Velivolo a “energia solare”, il progetto è di Isis

Gli alunni delle classi IV e V dell’indirizzo aeronautico stanno lavorando all'iniziativa sotto la supervisione del professor Nicola Falcone

È firmato  ISIS  Gallarate, è l’ultimo eco-progetto che coniuga l’innovazione tecnologica con l’utilizzo delle risorse rinnovabili e ben rappresenta l’immagine di una scuola che si sta rapidamente trasformando, per rispondere sempre di più alle rinnovate esigenze tecnologiche dei tempi moderni.

Recentemente, dalla fusione di ITIS di Gallarate, ITG di Somma Lombardo e l’Ipsia “A. Ponti” di Gallarate, è nata una nuova realtà educativa, l’ISIS, che vanta diverse specializzazioni, fra le quali costruzioni aeronautiche.
Un ambito progetto, portato avanti con determinazione della Provincia di Varese in collaborazione con l’ufficio Scolastico provinciale. Ciò ha consentito di aggiudicarsi l’esclusiva regionale: l’istituto gallaratese è l’unica scuola statale, presente in Lombardia, con questo indirizzo di studi.

Ricordiamo d’altronde, che nella provincia di Varese (detta “la provincia con le ali”) sono presenti due prestigiose aziende aeronautiche di fama internazionale; l’Agusta, fra i primi posti nel mercato mondiale degli elicotteri e l’Aermacchi, leader nel settore dei velivoli da addestramento.

Gli studenti iscritti all’indirizzo aeronautico hanno la possibilità di partecipare al progetto “Alternanza Scuola Lavoro” che permette di effettuare scambi di informazioni e di esperienze con aziende del settore aeronautico, molto utili ai fini dell’inserimento nel mondo del lavoro.

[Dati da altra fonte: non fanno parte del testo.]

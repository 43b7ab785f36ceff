//! Error kinds surfaced by the scheduler and the spawn gate.

use op_core::AgentId;
use thiserror::Error;

use crate::task::TaskType;

#[derive(Debug, Error)]
pub enum ScheduleError {
    #[error("task {task_type:?} for agent {agent_id:?} returned false at tick {tick_ms}")]
    TaskFailed {
        task_type: TaskType,
        agent_id: Option<AgentId>,
        tick_ms: i64,
    },

    #[error(transparent)]
    SpawnControl(#[from] SpawnControlError),

    #[error("no scheduled timestamp exists after {0}ms")]
    NoTimestampAfter(i64),
}

pub type ScheduleResult<T> = Result<T, ScheduleError>;

/// A spawn-point policy could not produce a feasible agent.
#[derive(Debug, Error, Clone, Copy, PartialEq, Eq)]
pub enum SpawnControlError {
    /// A scenario-named (non-common) agent could not be placed even after
    /// exhausting the hold-back window. The invocation cannot continue
    /// meaningfully without it.
    #[error("scenario agent could not be placed without a collision")]
    IncompleteScenario,

    /// A common (traffic-generator) agent could not be placed. The run can
    /// continue without it, but the attempt is abandoned for this invocation.
    #[error("agent blueprint could not be generated without a collision")]
    AgentGenerationError,
}

pub type SpawnControlResult<T> = Result<T, SpawnControlError>;
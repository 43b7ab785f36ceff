//! `op-output` — simulation output writers.
//!
//! Three backends are provided behind Cargo features:
//!
//! | Feature   | Backend     | Files created                                           |
//! |-----------|-------------|---------------------------------------------------------|
//! | *(none)*  | CSV         | `agent_snapshots.csv`, `tick_summaries.csv` (`;`-delimited) |
//! | `sqlite`  | SQLite      | `output.db`                                             |
//! | `parquet` | Parquet     | `agent_snapshots.parquet`, `tick_summaries.parquet`     |
//!
//! All backends implement [`OutputWriter`] and are driven by
//! [`SimOutputObserver`], which implements `op_sim::SimObserver` and is fed
//! from the scheduler's `Observation` framework task.
//!
//! # Usage
//!
//! ```rust,ignore
//! use op_output::{CsvWriter, SimOutputObserver};
//!
//! let writer = CsvWriter::new(Path::new("./results")).unwrap();
//! let mut obs = SimOutputObserver::new(writer, 0);
//! sim.set_observer(Box::new(obs));
//! sim.run();
//! ```

pub mod csv;
pub mod error;
pub mod observer;
pub mod row;
pub mod writer;

#[cfg(feature = "sqlite")]
pub mod sqlite;

#[cfg(feature = "parquet")]
pub mod parquet;

#[cfg(test)]
mod tests;

pub use csv::CsvWriter;
pub use error::{OutputError, OutputResult};
pub use observer::SimOutputObserver;
pub use row::{AgentSnapshotRow, TickSummaryRow};
pub use writer::OutputWriter;

#[cfg(feature = "sqlite")]
pub use sqlite::SqliteWriter;

#[cfg(feature = "parquet")]
pub use parquet::ParquetWriter;
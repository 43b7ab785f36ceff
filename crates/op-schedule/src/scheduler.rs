//! The main tick loop: bootstrap, then alternate common/spawn/agent tasks
//! until an end condition or run boundary, then finalize.

use op_component::EventNetwork;
use op_core::{AgentId, Tick};

use crate::agent_parser::ParsedAgentTasks;
use crate::error::SpawnControlError;
use crate::scheduler_tasks::SchedulerTasks;
use crate::spawn_control::{LeadAgentQuery, SpawnControl};
use crate::task::{TaskItem, TaskType};

/// Outcome of a full `Scheduler::run` invocation.
#[derive(Clone, Copy, Debug, PartialEq, Eq)]
pub enum SchedulerReturnState {
    NoError,
    /// A scenario-critical condition could not be satisfied; the invocation
    /// (this particular run attempt) should be abandoned, but the caller may
    /// retry with a different seed or configuration.
    AbortInvocation,
    /// An unrecoverable failure occurred; the whole simulation should stop.
    AbortSimulation,
}

/// Executes a single task item against the live component/world state.
/// Returns `false` if the task failed — this is fatal for the invocation.
pub trait TaskExecutor {
    fn execute(&mut self, item: &TaskItem, t: Tick) -> bool;
}

/// Turns a cleared `AgentBlueprint` into a registered agent and its parsed
/// task items. Implemented by the simulation layer, which owns the world
/// and component graph that `op-schedule` only reasons about abstractly.
pub trait SpawnHandler {
    fn instantiate(&mut self, blueprint: crate::spawn_control::AgentBlueprint, t: Tick) -> (AgentId, ParsedAgentTasks);
}

/// Tells the scheduler whether the run has reached a natural stopping point
/// (e.g. the ego agent finished its route, or a collision ended the run).
pub trait EndCondition {
    fn is_finished(&self) -> bool;
}

struct FailedTask {
    task_type: TaskType,
    agent_id: Option<AgentId>,
    tick_ms: i64,
}

pub struct Scheduler {
    tasks: SchedulerTasks,
}

impl Scheduler {
    pub fn new(tasks: SchedulerTasks) -> Self {
        Self { tasks }
    }

    pub fn tasks_mut(&mut self) -> &mut SchedulerTasks {
        &mut self.tasks
    }

    #[allow(clippy::too_many_arguments)]
    pub fn run(
        &mut self,
        start: Tick,
        end: Tick,
        executor: &mut dyn TaskExecutor,
        spawn_control: &mut SpawnControl,
        world_query: &dyn LeadAgentQuery,
        spawn_handler: &mut dyn SpawnHandler,
        end_condition: &dyn EndCondition,
        events: &mut EventNetwork,
    ) -> SchedulerReturnState {
        if let Some(failure) = self.execute_tasks(self.tasks.bootstrap_tasks().clone_items(), start, executor) {
            return self.classify_failure(failure);
        }

        let mut t = start;
        loop {
            if let Some(failure) = self.execute_tasks(self.tasks.common_tasks(t.0), t, executor) {
                return self.classify_failure(failure);
            }

            match spawn_control.execute(t.0, world_query) {
                Ok(()) => {}
                Err(SpawnControlError::IncompleteScenario) => return SchedulerReturnState::AbortInvocation,
                Err(SpawnControlError::AgentGenerationError) => return SchedulerReturnState::AbortSimulation,
            }
            for blueprint in spawn_control.pull_new_agents() {
                let (agent_id, parsed) = spawn_handler.instantiate(blueprint, t);
                self.tasks.schedule_new_recurring_tasks(parsed.recurring);
                self.tasks.schedule_new_non_recurring_tasks(parsed.non_recurring);
                let _ = agent_id;
            }

            if let Some(failure) = self.execute_tasks(self.tasks.consume_non_recurring_tasks(t.0), t, executor) {
                return self.classify_failure(failure);
            }

            if let Some(failure) = self.execute_tasks(self.tasks.recurring_tasks(t.0), t, executor) {
                return self.classify_failure(failure);
            }
            if let Some(failure) = self.execute_tasks(self.tasks.finalize_recurring_tasks(t.0), t, executor) {
                return self.classify_failure(failure);
            }

            if end_condition.is_finished() {
                return SchedulerReturnState::NoError;
            }

            events.clear_active_events();

            if t >= end {
                break;
            }
            t = match self.tasks.next_timestamp(t.0) {
                Ok(next) => Tick(next),
                Err(_) => break,
            };
            if t > end {
                break;
            }
        }

        if let Some(failure) = self.execute_tasks(self.tasks.finalize_tasks().clone_items(), t, executor) {
            return self.classify_failure(failure);
        }

        SchedulerReturnState::NoError
    }

    fn execute_tasks(&self, items: Vec<TaskItem>, t: Tick, executor: &mut dyn TaskExecutor) -> Option<FailedTask> {
        for item in &items {
            if !executor.execute(item, t) {
                return Some(FailedTask {
                    task_type: item.task_type,
                    agent_id: item.agent_id,
                    tick_ms: t.0,
                });
            }
        }
        None
    }

    fn classify_failure(&self, failure: FailedTask) -> SchedulerReturnState {
        tracing::error!(
            tick = failure.tick_ms,
            task_type = ?failure.task_type,
            agent_id = ?failure.agent_id,
            "task execution failed, aborting simulation"
        );
        SchedulerReturnState::AbortSimulation
    }
}
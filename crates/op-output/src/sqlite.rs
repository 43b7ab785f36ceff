//! SQLite output backend (feature `sqlite`).
//!
//! Creates a single `output.db` file in the configured output directory with
//! two tables: `agent_snapshots` and `tick_summaries`.

use std::path::Path;

use rusqlite::Connection;

use crate::writer::OutputWriter;
use crate::{AgentSnapshotRow, OutputResult, TickSummaryRow};

/// Writes simulation output to an SQLite database.
pub struct SqliteWriter {
    conn: Connection,
    finished: bool,
}

impl SqliteWriter {
    /// Open (or create) `output.db` in `dir` and initialise the schema.
    pub fn new(dir: &Path) -> OutputResult<Self> {
        let conn = Connection::open(dir.join("output.db"))?;

        conn.execute_batch(
            "PRAGMA journal_mode = WAL;
             PRAGMA synchronous  = NORMAL;
             CREATE TABLE IF NOT EXISTS agent_snapshots (
                 tick_ms      INTEGER NOT NULL,
                 agent_id     INTEGER NOT NULL,
                 x_pos        REAL NOT NULL,
                 y_pos        REAL NOT NULL,
                 yaw          REAL NOT NULL,
                 velocity_x   REAL NOT NULL,
                 velocity_y   REAL NOT NULL,
                 acceleration REAL NOT NULL
             );
             CREATE TABLE IF NOT EXISTS tick_summaries (
                 tick_ms        INTEGER PRIMARY KEY,
                 unix_time_secs INTEGER NOT NULL,
                 agent_count    INTEGER NOT NULL,
                 collision      INTEGER NOT NULL
             );",
        )?;

        Ok(Self { conn, finished: false })
    }
}

impl OutputWriter for SqliteWriter {
    fn write_snapshots(&mut self, rows: &[AgentSnapshotRow]) -> OutputResult<()> {
        if rows.is_empty() {
            return Ok(());
        }
        let tx = self.conn.unchecked_transaction()?;
        {
            let mut stmt = tx.prepare_cached(
                "INSERT INTO agent_snapshots \
                 (tick_ms, agent_id, x_pos, y_pos, yaw, velocity_x, velocity_y, acceleration) \
                 VALUES (?1, ?2, ?3, ?4, ?5, ?6, ?7, ?8)",
            )?;
            for row in rows {
                stmt.execute(rusqlite::params![
                    row.tick_ms,
                    row.agent_id,
                    row.x_pos,
                    row.y_pos,
                    row.yaw,
                    row.velocity_x,
                    row.velocity_y,
                    row.acceleration,
                ])?;
            }
        }
        tx.commit()?;
        Ok(())
    }

    fn write_tick_summary(&mut self, row: &TickSummaryRow) -> OutputResult<()> {
        self.conn.execute(
            "INSERT INTO tick_summaries (tick_ms, unix_time_secs, agent_count, collision) \
             VALUES (?1, ?2, ?3, ?4)",
            rusqlite::params![row.tick_ms, row.unix_time_secs, row.agent_count, row.collision as i64],
        )?;
        Ok(())
    }

    fn finish(&mut self) -> OutputResult<()> {
        if self.finished {
            return Ok(());
        }
        self.finished = true;
        self.conn.execute_batch("PRAGMA wal_checkpoint(TRUNCATE);")?;
        Ok(())
    }
}

#[cfg(test)]
mod tests {
    use super::*;

    #[test]
    fn schema_accepts_a_round_trip_write() {
        let dir = tempfile::tempdir().unwrap();
        let mut writer = SqliteWriter::new(dir.path()).unwrap();
        writer
            .write_snapshots(&[AgentSnapshotRow {
                tick_ms: 0,
                agent_id: 0,
                x_pos: 0.0,
                y_pos: 0.0,
                yaw: 0.0,
                velocity_x: 10.0,
                velocity_y: 0.0,
                acceleration: 0.0,
            }])
            .unwrap();
        writer
            .write_tick_summary(&TickSummaryRow {
                tick_ms: 0,
                unix_time_secs: 1_700_000_000,
                agent_count: 1,
                collision: false,
            })
            .unwrap();
        writer.finish().unwrap();
        writer.finish().unwrap();
    }
}
//! `op-dynamics` — the two-track vehicle model: a static tire model, rigid
//! body force/moment accumulation, semi-implicit Euler integration with a
//! zero-crossing velocity clamp, and the longitudinal gear/pedal algorithm
//! that turns a desired acceleration into pedal positions.
//!
//! # What lives here
//!
//! | Module         | Contents                                          |
//! |----------------|----------------------------------------------------|
//! | [`tire`]       | `Tire`, the piecewise adhesion/slide force model    |
//! | [`vehicle`]    | `VehicleSimpleTT`, drivetrain + per-tire force accumulation |
//! | [`component`]  | `DynamicsComponent`, the `Component` trait wrapper  |
//! | [`longitudinal`] | Gear search and pedal position calculation        |
//! | [`error`]      | `DynamicsError`, `DynamicsResult`                   |

pub mod component;
pub mod error;
pub mod longitudinal;
pub mod tire;
pub mod vehicle;

pub use component::{DynamicsComponent, VehicleGeometry, PORT_BRAKE, PORT_INERTIA_FORCE, PORT_KINEMATIC_STATE, PORT_STEERING_ANGLE, PORT_THROTTLE};
pub use error::{DynamicsError, DynamicsResult};
pub use longitudinal::{calculate_gear_and_engine_speed, calculate_pedal_positions, GearSolution, PedalPositions, VehicleModelParameters};
pub use tire::{Tire, TIRE_INERTIA};
pub use vehicle::VehicleSimpleTT;
//! `op-schedule` — the tick scheduler: task ordering, the pre-computed
//! timestamp window, the agent spawning gate, and the component-graph task
//! parser that feeds it.
//!
//! # What lives here
//!
//! | Module            | Contents                                             |
//! |--------------------|-------------------------------------------------------|
//! | [`task`]           | `TaskType`, `TaskItem`, `Tasks`                        |
//! | [`scheduler_tasks`]| `SchedulerTasks`, the sliding timestamp window         |
//! | [`agent_parser`]   | `parse_agent`, walks a component graph into task items |
//! | [`spawn_control`]  | `SpawnControl`, the hold-back/collision gate           |
//! | [`scheduler`]      | `Scheduler`, the main run loop                         |
//! | [`error`]          | `ScheduleError`, `SpawnControlError`                   |

pub mod agent_parser;
pub mod error;
pub mod scheduler;
pub mod scheduler_tasks;
pub mod spawn_control;
pub mod task;

pub use agent_parser::{parse_agent, ParsedAgentTasks};
pub use error::{ScheduleError, ScheduleResult, SpawnControlError, SpawnControlResult};
pub use scheduler::{EndCondition, Scheduler, SchedulerReturnState, SpawnHandler, TaskExecutor};
pub use scheduler_tasks::SchedulerTasks;
pub use spawn_control::{
    adapt_velocity_for_agent_blueprint, calculate_holdback_time, driving_corridor_does_not_overlap, AgentBlueprint,
    LeadAgentQuery, LeadAgentState, SpawnControl, SpawnPoint,
};
pub use task::{
    TaskItem, TaskType, Tasks, PRIORITY_EVENTDETECTOR, PRIORITY_MANIPULATOR, PRIORITY_OBSERVATION, PRIORITY_SPAWNING,
    PRIORITY_SYNCGLOBALDATA, PRIORITY_UPDATEGLOBALDRIVINGVIEW,
};
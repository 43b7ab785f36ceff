//! A directed fan-out link from one producer output port to a set of
//! consumer (component, input-port) targets.

use op_core::ComponentId;

use crate::signal::Signal;

/// Channels never buffer across ticks: `publish` simply overwrites the
/// current value, and a write after some consumers have already pulled it
/// this tick does not retroactively change what they read — there is no
/// queue to catch up on.
#[derive(Clone, Debug)]
pub struct Channel {
    pub producer: ComponentId,
    pub producer_port: u8,
    pub targets: Vec<(ComponentId, u8)>,
    current: Option<Signal>,
}

impl Channel {
    pub fn new(producer: ComponentId, producer_port: u8) -> Self {
        Self {
            producer,
            producer_port,
            targets: Vec::new(),
            current: None,
        }
    }

    pub fn add_target(&mut self, component: ComponentId, input_port: u8) {
        self.targets.push((component, input_port));
    }

    pub fn publish(&mut self, signal: Signal) {
        self.current = Some(signal);
    }

    pub fn current(&self) -> Option<&Signal> {
        self.current.as_ref()
    }
}

#[cfg(test)]
mod tests {
    use super::*;
    use op_core::ComponentId;

    #[test]
    fn publish_overwrites_current() {
        let mut channel = Channel::new(ComponentId(0), 0);
        channel.add_target(ComponentId(1), 0);
        channel.publish(Signal::Scalar(1.0));
        channel.publish(Signal::Scalar(2.0));
        assert_eq!(channel.current().and_then(Signal::as_scalar), Some(2.0));
    }
}
//! The dynamics component: wraps [`VehicleSimpleTT`] in the `Component`
//! trait, reading driver intentions each tick and writing back the agent's
//! authoritative pose.

use op_core::{normalize_angle, saturate, ComponentId, Tick, Vector2d};
use op_component::{Component, ComponentKind, ComponentMeta, ComponentResult, KinematicState, Signal};

use crate::vehicle::VehicleSimpleTT;

/// Input port: normalized throttle pedal position, `[0, 1]`.
pub const PORT_THROTTLE: u8 = 0;
/// Input port: normalized brake pedal position, `[0, 1]`.
pub const PORT_BRAKE: u8 = 1;
/// Input port: front tire steer angle, radians.
pub const PORT_STEERING_ANGLE: u8 = 2;

/// Output port: the agent's full pose after this step's integration.
pub const PORT_KINEMATIC_STATE: u8 = 0;
/// Output port: the negated net vehicle-frame force, for a chassis/inertia
/// consumer.
pub const PORT_INERTIA_FORCE: u8 = 1;

/// Fixed parameters a dynamics component is constructed with; everything
/// else is per-tick state carried inside the component.
#[derive(Clone, Debug)]
pub struct VehicleGeometry {
    pub mass: f64,
    pub power_engine: f64,
    pub torque_brake_limit: f64,
    pub wheelbase: f64,
    pub distance_cog_to_front_axle: f64,
    pub track_width: f64,
    pub moment_inertia_yaw: f64,
    pub tire_force_peak_max: f64,
    pub tire_force_slide: f64,
    pub tire_slip_peak_max: f64,
    pub tire_radius: f64,
    pub tire_friction_scale: f64,
    pub gravity: f64,
}

/// Two-track dynamics component: the sole writer of an agent's kinematic
/// state, per the one-writer rule in the concurrency model.
pub struct DynamicsComponent {
    meta: ComponentMeta,
    vehicle: VehicleSimpleTT,
    mass: f64,
    moment_inertia_yaw: f64,

    position: Vector2d,
    yaw: f64,
    velocity_car: Vector2d,
    yaw_velocity: f64,
    acceleration_car: Vector2d,
    yaw_acceleration: f64,

    throttle: f64,
    brake: f64,
    steering_angle: f64,
    brake_superpose: [f64; 4],
}

impl DynamicsComponent {
    pub fn new(meta: ComponentMeta, geometry: &VehicleGeometry, initial_velocity: f64) -> Self {
        let mut vehicle = VehicleSimpleTT::new();
        vehicle.init_set_engine(geometry.mass, geometry.power_engine, geometry.torque_brake_limit);
        vehicle.init_set_geometry(geometry.wheelbase, geometry.distance_cog_to_front_axle, geometry.track_width, geometry.gravity);
        vehicle.init_set_tire(
            initial_velocity,
            geometry.tire_force_peak_max,
            geometry.tire_force_slide,
            geometry.tire_slip_peak_max,
            geometry.tire_radius,
            geometry.tire_friction_scale,
        );

        Self {
            meta,
            vehicle,
            mass: geometry.mass,
            moment_inertia_yaw: geometry.moment_inertia_yaw,
            position: Vector2d::ZERO,
            yaw: 0.0,
            velocity_car: Vector2d::new(initial_velocity, 0.0),
            yaw_velocity: 0.0,
            acceleration_car: Vector2d::ZERO,
            yaw_acceleration: 0.0,
            throttle: 0.0,
            brake: 0.0,
            steering_angle: 0.0,
            brake_superpose: [0.0; 4],
        }
    }

    pub fn id(&self) -> ComponentId {
        self.meta.id
    }

    pub fn kinematic_state(&self) -> KinematicState {
        KinematicState {
            position: self.position,
            yaw: self.yaw,
            velocity: self.velocity_car,
            yaw_rate: self.yaw_velocity,
            acceleration: self.acceleration_car,
            yaw_acceleration: self.yaw_acceleration,
        }
    }

    pub fn set_pose(&mut self, position: Vector2d, yaw: f64) {
        self.position = position;
        self.yaw = yaw;
    }

    fn step(&mut self, dt_s: f64) {
        self.vehicle.set_velocity(self.velocity_car, self.yaw_velocity);
        self.vehicle.drive_train(self.throttle, self.brake, &self.brake_superpose);

        let vertical = self.vehicle.force_tire_vertical_static;
        self.vehicle.force_local(dt_s, self.steering_angle, &vertical);
        self.vehicle.force_global();

        let mut velocity_new = self.velocity_car + self.acceleration_car * dt_s;
        let mut acceleration_new = self.vehicle.force_total_xy * (1.0 / self.mass);

        if velocity_new.x * self.velocity_car.x < 0.0 {
            velocity_new.x = 0.0;
            acceleration_new.x = 0.0;
        }
        if velocity_new.y * self.velocity_car.y < 0.0 {
            velocity_new.y = 0.0;
            acceleration_new.y = 0.0;
        }

        let position_new = self.position + self.velocity_car.rotated(self.yaw) * dt_s;

        let mut yaw_velocity_new = self.yaw_velocity + self.yaw_acceleration * dt_s;
        let mut yaw_acceleration_new = self.vehicle.moment_total_z / self.moment_inertia_yaw;
        if yaw_velocity_new * self.yaw_velocity < 0.0 {
            yaw_velocity_new = 0.0;
            yaw_acceleration_new = 0.0;
        }
        let yaw_new = normalize_angle(self.yaw + self.yaw_velocity * dt_s);

        self.position = position_new;
        self.yaw = yaw_new;
        self.velocity_car = velocity_new;
        self.yaw_velocity = yaw_velocity_new;
        self.acceleration_car = acceleration_new;
        self.yaw_acceleration = yaw_acceleration_new;
    }

}

impl Component for DynamicsComponent {
    fn meta(&self) -> &ComponentMeta {
        &self.meta
    }

    fn update_input(&mut self, port_id: u8, signal: &Signal, _t: Tick) -> ComponentResult<()> {
        let value = signal
            .as_scalar()
            .ok_or(op_component::ComponentError::InvalidSignalType(self.meta.id, port_id))?;

        match port_id {
            PORT_THROTTLE => self.throttle = saturate(value, 0.0, 1.0),
            PORT_BRAKE => self.brake = saturate(value, 0.0, 1.0),
            PORT_STEERING_ANGLE => self.steering_angle = value,
            _ => return Err(op_component::ComponentError::InvalidLink(self.meta.id, port_id)),
        }
        Ok(())
    }

    fn update_output(&mut self, port_id: u8, _t: Tick) -> ComponentResult<Signal> {
        match port_id {
            PORT_KINEMATIC_STATE => Ok(Signal::KinematicState(self.kinematic_state())),
            PORT_INERTIA_FORCE => Ok(Signal::Vector(self.vehicle.force_total_xy * -1.0)),
            _ => Err(op_component::ComponentError::InvalidLink(self.meta.id, port_id)),
        }
    }

    fn trigger(&mut self, _t: Tick) -> ComponentResult<()> {
        let dt_s = self.meta.cycle_time_ms as f64 / 1000.0;
        self.step(dt_s);
        Ok(())
    }

    fn as_any(&self) -> &dyn std::any::Any {
        self
    }

    fn as_any_mut(&mut self) -> &mut dyn std::any::Any {
        self
    }
}

#[cfg(test)]
mod tests {
    use super::*;

    fn geometry() -> VehicleGeometry {
        VehicleGeometry {
            mass: 1500.0,
            power_engine: 100_000.0,
            torque_brake_limit: 6000.0,
            wheelbase: 2.7,
            distance_cog_to_front_axle: 1.3,
            track_width: 1.6,
            moment_inertia_yaw: 2500.0,
            tire_force_peak_max: 5000.0,
            tire_force_slide: 4000.0,
            tire_slip_peak_max: 0.1,
            tire_radius: 0.3,
            tire_friction_scale: 1.0,
            gravity: 9.81,
        }
    }

    fn meta() -> ComponentMeta {
        ComponentMeta {
            id: ComponentId(0),
            kind: ComponentKind::Dynamics,
            priority: 0,
            cycle_time_ms: 100,
            offset_ms: 0,
            response_time_ms: 0,
            init: false,
        }
    }

    #[test]
    fn throttle_accelerates_a_standing_vehicle_forward() {
        // Velocity integrates against the *previous* tick's acceleration
        // (still zero right after construction), so the first trigger only
        // populates that acceleration; the second is where it shows up.
        let mut component = DynamicsComponent::new(meta(), &geometry(), 0.0);
        component.update_input(PORT_THROTTLE, &Signal::Scalar(1.0), Tick::ZERO).unwrap();
        component.trigger(Tick::ZERO).unwrap();
        component.trigger(Tick::ZERO).unwrap();
        assert!(component.velocity_car.x > 0.0);
    }

    #[test]
    fn brake_decelerates_a_moving_vehicle() {
        let mut component = DynamicsComponent::new(meta(), &geometry(), 15.0);
        component.update_input(PORT_BRAKE, &Signal::Scalar(1.0), Tick::ZERO).unwrap();
        component.trigger(Tick::ZERO).unwrap();
        component.trigger(Tick::ZERO).unwrap();
        assert!(component.velocity_car.x < 15.0);
    }

    #[test]
    fn full_brake_never_reverses_velocity_sign() {
        let mut component = DynamicsComponent::new(meta(), &geometry(), 0.05);
        component.update_input(PORT_BRAKE, &Signal::Scalar(1.0), Tick::ZERO).unwrap();
        for _ in 0..50 {
            component.trigger(Tick::ZERO).unwrap();
        }
        assert!(component.velocity_car.x >= 0.0);
    }

    #[test]
    fn unknown_input_port_is_rejected() {
        let mut component = DynamicsComponent::new(meta(), &geometry(), 0.0);
        let err = component.update_input(9, &Signal::Scalar(1.0), Tick::ZERO).unwrap_err();
        assert!(matches!(err, op_component::ComponentError::InvalidLink(_, 9)));
    }
}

Inoltre, gli studenti, possono approfondire le proprie conoscenze tecniche su motori e strutture aeronautiche reali in un laboratorio dotato di velivoli ad elica, a getto, parti di elicotteri, parti strutturali dell’Aermacchi G91 e una struttura quasi completa dell’Aermacchi 260.
Recentemente l’ISIS, grazie alla collaborazione con l’Aeronautica Militare di Gallarate e il 10° reparto manutenzione velivoli di Lecce, ha ricevuto un velivolo a getto MB339 in dotazione alle frecce tricolore ed utilizzato per l’addestramento dei piloti dell’Aeronautica Militare. Tale collaborazione non si limita soltanto all’aspetto tecnico ma anche a quello culturale, infatti i nostri studenti effettuano visite guidate presso il museo dell’Aeronautica Militare che ultimamente ha realizzato un gemellaggio con il museo  dell’Agusta.
Quest’anno gli alunni delle classi IV e V dell’indirizzo aeronautico, sotto la supervisione del professor Nicola Falcone, stanno mettendo a punto un ambizioso progetto: la progettazione e la costruzione di un aeromodello ad energia solare. Si tratta di  realizzare un sofisticato velivolo utilizzando materiali leggeri e resistenti, con una elevata affidabilità in fase di volo. Dal punto di vista tecnico, l’impiego dell’energia solare dovrà consentire l’alimentazione dei motori in decollo e in volo così come il funzionamento degli organi di comando. La scelta di un’energia rinnovabile e “pulita”, quale quella fornita dal sole, oltre ad essere in linea con le attuali esigenze di risparmio energetico, risponde alle richieste, provenienti da più parti, di macchine a bassa emissione di inquinanti.

Ricordiamo che anche gli indirizzi elettrico e termotecnico dell’ISIS sono impegnati  nel settore delle energie alternative rispettivamente nello studio degli impianti fotovoltaici per la produzione di energia elettrica e nell’applicazione dell’energia solare per il riscaldamento.

La realizzazione di un aeromodello ad energia solare comporta un impegno costante sia da  parte degli studenti, sia da parte dei docenti oltre, all’onere economico che la scuola dovrà sostenere, al fine di portare a compimento tale progetto.

Sono in fase di studio programmi di collaborazione con aziende del settore, mentre il coinvolgimento di ditte che vogliano partecipare a questa iniziativa è ben gradito, proprio perché permetterà di accelerare notevolmente i tempi di realizzazione della fase progettuale e la realizzazione in tempi brevi di un prototipo.